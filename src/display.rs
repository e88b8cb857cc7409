use crate::filter::{Filter, FilterTerm, is_extra_keyword};
use colored::Colorize;
use comfy_table::presets::UTF8_FULL;
use comfy_table::{Cell, ContentArrangement, Table};
use serde_json::json;
use std::fmt::Write;

pub fn create_styled_table(headers: &[&str]) -> Table {
    let mut table = Table::new();
    table
        .load_preset(UTF8_FULL)
        .set_content_arrangement(ContentArrangement::Dynamic)
        .set_header(headers.iter().map(|h| Cell::new(h)).collect::<Vec<_>>());
    table
}

fn term_kind(term: &FilterTerm) -> &'static str {
    match term.keyword() {
        Some(keyword) if is_extra_keyword(keyword) => "extra",
        Some(_) => "criteria",
        None if term.has_relation() => "criteria",
        None => "text",
    }
}

pub fn format_terms_text(filter: &Filter) -> String {
    let mut out = String::new();
    let _ = writeln!(
        out,
        "{} {}",
        "FILTER".bold(),
        filter.to_filter_string().bright_white()
    );

    if filter.is_empty() {
        let _ = writeln!(out, "No terms.");
        return out;
    }

    let mut table = create_styled_table(&["#", "Keyword", "Relation", "Value", "Type", "Kind"]);
    for (idx, term) in filter.iter().enumerate() {
        table.add_row(vec![
            Cell::new(idx + 1),
            Cell::new(term.keyword().unwrap_or("")),
            Cell::new(term.relation().map(|r| r.to_string()).unwrap_or_default()),
            Cell::new(term.value().map(|v| v.to_string()).unwrap_or_default()),
            Cell::new(term.value().map(|v| v.kind()).unwrap_or("")),
            Cell::new(term_kind(term)),
        ]);
    }
    let _ = writeln!(out, "{table}");
    out
}

pub fn format_terms_json(filter: &Filter) -> String {
    let terms: Vec<_> = filter
        .iter()
        .map(|term| {
            json!({
                "keyword": term.keyword(),
                "relation": term.relation().map(|r| r.to_string()),
                "value": term.value(),
                "type": term.value().map(|v| v.kind()),
                "kind": term_kind(term),
            })
        })
        .collect();

    serde_json::to_string_pretty(&json!({
        "filter": filter.to_filter_string(),
        "id": filter.id(),
        "terms": terms,
    }))
    .unwrap_or_else(|_| "{}".to_string())
}

pub fn format_filter_json(filter: &Filter) -> String {
    serde_json::to_string_pretty(&json!({
        "filter": filter.to_filter_string(),
        "criteria": filter.to_filter_criteria_string(),
        "extra": filter.to_filter_extra_string(),
        "first": filter.first(),
        "rows": filter.rows(),
        "sort_by": filter.sort_by(),
        "sort_order": filter.sort_order(),
    }))
    .unwrap_or_else(|_| "{}".to_string())
}
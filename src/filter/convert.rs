//! Term conversion
//!
//! Raw `(keyword, value, relation)` triples produced while parsing are
//! normalized here before a [`FilterTerm`] is built. Only the keywords and
//! values listed in the tables below are touched; everything else passes
//! through unchanged.

use super::keywords;
use super::term::{FilterTerm, FilterValue, Relation};

/// How the value of a reserved keyword is coerced
#[derive(Debug, Clone, Copy, PartialEq, Eq)]
enum KeywordRule {
    /// Integer prefix greater than zero becomes 1, anything else numeric 0
    Boolean,
    /// Integer prefix, parsed like JavaScript `parseInt`
    Integer,
    /// Whole value must be a canonical integer, otherwise it stays text
    Severity,
}

fn keyword_rule(keyword: &str) -> Option<KeywordRule> {
    match keyword.to_lowercase().as_str() {
        keywords::APPLY_OVERRIDES
        | keywords::NOTES
        | keywords::OVERRIDES
        | keywords::RESULT_HOSTS_ONLY => Some(KeywordRule::Boolean),
        keywords::FIRST | keywords::ROWS | keywords::MIN_QOD => Some(KeywordRule::Integer),
        keywords::SEVERITY => Some(KeywordRule::Severity),
        _ => None,
    }
}

/// Bare words that stand on their own: connectives and regex markers.
fn reserved_value(value: &str) -> Option<&'static str> {
    match value.to_lowercase().as_str() {
        "and" => Some("and"),
        "or" => Some("or"),
        "not" => Some("not"),
        "re" => Some("re"),
        "regexp" => Some("regexp"),
        _ => None,
    }
}

/// Result of [`convert`], ready to become a [`FilterTerm`]
#[derive(Debug, Clone, PartialEq, Eq)]
pub struct ConvertedTerm {
    pub keyword: Option<String>,
    pub value: Option<FilterValue>,
    pub relation: Option<Relation>,
}

impl From<ConvertedTerm> for FilterTerm {
    fn from(converted: ConvertedTerm) -> Self {
        FilterTerm::new(
            converted.keyword.as_deref(),
            converted.value,
            converted.relation,
        )
    }
}

/// Normalize a raw term. Total and side-effect free: values that do not
/// parse under their keyword's rule are kept as they were.
pub fn convert(
    keyword: Option<&str>,
    value: Option<FilterValue>,
    relation: Option<Relation>,
) -> ConvertedTerm {
    let keyword = keyword.filter(|k| !k.is_empty());

    match keyword {
        Some(key) => {
            let value = match keyword_rule(key) {
                Some(rule) => value.map(|v| coerce(rule, v)),
                None => value,
            };
            ConvertedTerm {
                keyword: Some(key.to_lowercase()),
                value,
                relation,
            }
        }
        None => {
            if let Some(FilterValue::Str(text)) = &value
                && let Some(word) = reserved_value(text)
            {
                return ConvertedTerm {
                    keyword: None,
                    value: Some(FilterValue::Str(word.to_string())),
                    relation: None,
                };
            }
            ConvertedTerm {
                keyword: None,
                value,
                relation,
            }
        }
    }
}

fn coerce(rule: KeywordRule, value: FilterValue) -> FilterValue {
    if rule == KeywordRule::Severity {
        let parsed = match &value {
            FilterValue::Str(text) => parse_int_exact(text),
            _ => None,
        };
        return parsed.map_or(value, FilterValue::Int);
    }

    let parsed = match &value {
        FilterValue::Int(n) => Some(*n),
        FilterValue::Str(text) | FilterValue::Quoted(text) => parse_int_prefix(text),
    };

    match (rule, parsed) {
        (KeywordRule::Integer, Some(n)) => FilterValue::Int(n),
        (KeywordRule::Boolean, Some(n)) => FilterValue::Int(i64::from(n > 0)),
        _ => value,
    }
}

/// Parse a leading integer the way `parseInt(text, 10)` does: optional
/// leading whitespace and sign, then digits up to the first non-digit.
fn parse_int_prefix(text: &str) -> Option<i64> {
    let trimmed = text.trim_start();
    let sign_len = usize::from(trimmed.starts_with(['+', '-']));
    let digits_len = trimmed[sign_len..]
        .bytes()
        .take_while(u8::is_ascii_digit)
        .count();
    if digits_len == 0 {
        return None;
    }
    trimmed[..sign_len + digits_len].parse().ok()
}

/// Parse an integer that prints back to exactly `text`, so `+3`, `03` and
/// `5.5` are rejected.
fn parse_int_exact(text: &str) -> Option<i64> {
    text.parse::<i64>().ok().filter(|n| n.to_string() == text)
}
//! Filter expression parsing and serialization
//!
//! A filter is a whitespace separated list of terms that the management
//! protocol receives as its `filter` parameter. Each term is written as
//! `keyword`, `relation` and `value` with nothing in between.
//!
//! # Syntax
//!
//! ```text
//! keyword=value        Exact match
//! keyword:value        Contains (older syntax)
//! keyword~value        Contains
//! keyword>value        Greater than
//! keyword<value        Less than
//! value                Free-text search
//! and / or / not       Connectives
//! name="two words"     Quoted values may contain spaces and relations
//! ```
//!
//! # Extra keywords
//!
//! `first`, `rows`, `sort`, `sort-reverse`, `levels`, `min_qod`,
//! `apply_overrides` and a few more control paging, ordering and result
//! options instead of selecting entities.
//!
//! # Examples
//!
//! ```text
//! name~web rows=10 first=1                     First ten entities matching "web"
//! severity>3 and severity<8 sort-reverse=severity
//! apply_overrides=0 levels=hml rows=100 min_qod=70 first=1 sort-reverse=severity
//! ```

pub mod convert;
pub mod error;
pub mod keywords;
pub mod model;
pub mod named;
pub mod term;

pub use convert::{ConvertedTerm, convert};
pub use error::FilterError;
pub use keywords::{SortOrder, is_extra_keyword};
pub use model::Filter;
pub use named::NamedFilter;
pub use term::{AND, FilterTerm, FilterValue, NOT, OR, Relation};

□ □ □

__Task to complete__. A complete answer gives every line of the data that includes "ContentArrangement".

__Response__.
use comfy_table::{Cell, ContentArrangement, Table};
        .set_content_arrangement(ContentArrangement::Dynamic)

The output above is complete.